On Thirst-herb: What the Leaves Know, What the Market Sells

The plant the Folk Quarter calls thirst-herb — its proper name is Secca virens, though no one here uses the name — is growing now along every stone edge in the Guild Lane that catches afternoon sun. The leaves are narrow, slightly silvered, and the whole plant does not exceed the height of my hand. If you crush a leaf, the smell is faintly bitter with an undertone of something mineral, like struck stone.

What it is correctly used for: thirst-herb breaks fever sweat. Not the fever itself — that is a different matter entirely — but the wasteful sweating that happens in the second week, the kind that soaks through linen at the small bell and dries by the large one, leaving the patient white as cloth and twice as depleted. A proper infusion, two leaves steeped in hot water until the color reaches pale green, taken three times daily, reduces the sweat. I have given it to seven patients in the last two years. In four of them, the sweat diminished noticeably by the third day. In two, it did not. In one — a woman from Mulov Street — it worked so well that her fever dropped two days earlier than I had anticipated, and she asked me afterward whether I had done something different. I had not. I told her the body had decided its own course and the herb had simply supported what was already occurring. This is the honest account.

What it is not for, despite what the district says: It is not a cure for fever itself. I have heard women in the Bazaar market say that thirst-herb can stop a fever if caught early. This is not true. I have also heard that it strengthens the blood. I have seen no evidence of this. The Weaver’s Street houses have been taking it for the mild fever moving through them — the sweating kind, yes, but the fever itself is still running its course. The herb is reducing a symptom. This is valuable. It is not the same thing as treating the illness.

The drought has now lasted eleven days. The Karvel water is lower than I have seen it since the thaw-flooding of three years ago. The city is drinking less cleanly. I expect we will see more heat cases before the rain comes. If the fever reaches the streets instead of the Wells, thirst-herb will have its moment. I am watching.

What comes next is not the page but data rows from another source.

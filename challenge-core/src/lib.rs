//! Domain types for the community challenge competition service.
//!
//! This crate is I/O-free: it defines the competition and entry records, the
//! leaderboard rendering, and the clock abstraction shared by the server's
//! lifecycle, tally, and reconciliation components.

pub mod clock;
pub mod competition;
pub mod entry;
pub mod ids;
pub mod leaderboard;

pub use clock::{Clock, ManualClock, SystemClock};
pub use competition::Competition;
pub use entry::{Entry, EntryRef};
pub use ids::{ChannelId, CompetitionId, GuildId, MessageId, UserId};
pub use leaderboard::render_leaderboard;
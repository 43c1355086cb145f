//! Process configuration loaded from environment variables.

use std::net::{IpAddr, Ipv4Addr, SocketAddr};

use crate::error::Error;

/// Server configuration.
///
/// Reads from environment variables (a `.env` file is loaded first when
/// present):
/// - `PORT` — listen port, required
/// - `HOST` — bind address (default: `0.0.0.0`)
/// - `RUST_LOG` — tracing filter directive (default: `info`)
#[derive(Debug, Clone, PartialEq)]
pub struct Config {
    pub host: IpAddr,
    pub port: u16,
    pub log_level: String,
}

impl Config {
    pub fn from_env() -> Result<Self, Error> {
        // A missing .env file is the normal case in containers.
        if let Err(e) = dotenvy::dotenv() {
            if !e.not_found() {
                return Err(Error::Config(format!(".env: {e}")));
            }
        }
        Self::from_lookup(|key| std::env::var(key).ok())
    }

    /// Builds a config from any key lookup, so callers need not touch the
    /// process environment.
    pub fn from_lookup(lookup: impl Fn(&str) -> Option<String>) -> Result<Self, Error> {
        let port = lookup("PORT")
            .ok_or_else(|| Error::Config("PORT is not set".to_owned()))?;
        let port = port
            .trim()
            .parse::<u16>()
            .map_err(|e| Error::Config(format!("invalid PORT `{port}`: {e}")))?;

        let host = match lookup("HOST") {
            Some(h) => h
                .trim()
                .parse::<IpAddr>()
                .map_err(|e| Error::Config(format!("invalid HOST `{h}`: {e}")))?,
            None => IpAddr::V4(Ipv4Addr::UNSPECIFIED),
        };

        let log_level = lookup("RUST_LOG").unwrap_or_else(|| "info".to_owned());

        Ok(Self { host, port, log_level })
    }

    pub fn addr(&self) -> SocketAddr {
        SocketAddr::new(self.host, self.port)
    }
}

I have harvested enough from the stones near the Guild Hall to dry for winter storage. The herb keeps well in paper, away from damp and direct sun. By Frostmonth it will have lost some potency, but the color will tell me when it is no longer reliable — the silver fades to a pale gray. When I see that color, I do not use it.

The body does not lie about what it needs. Neither does the plant that grows to meet that need. The market, however, lies constantly.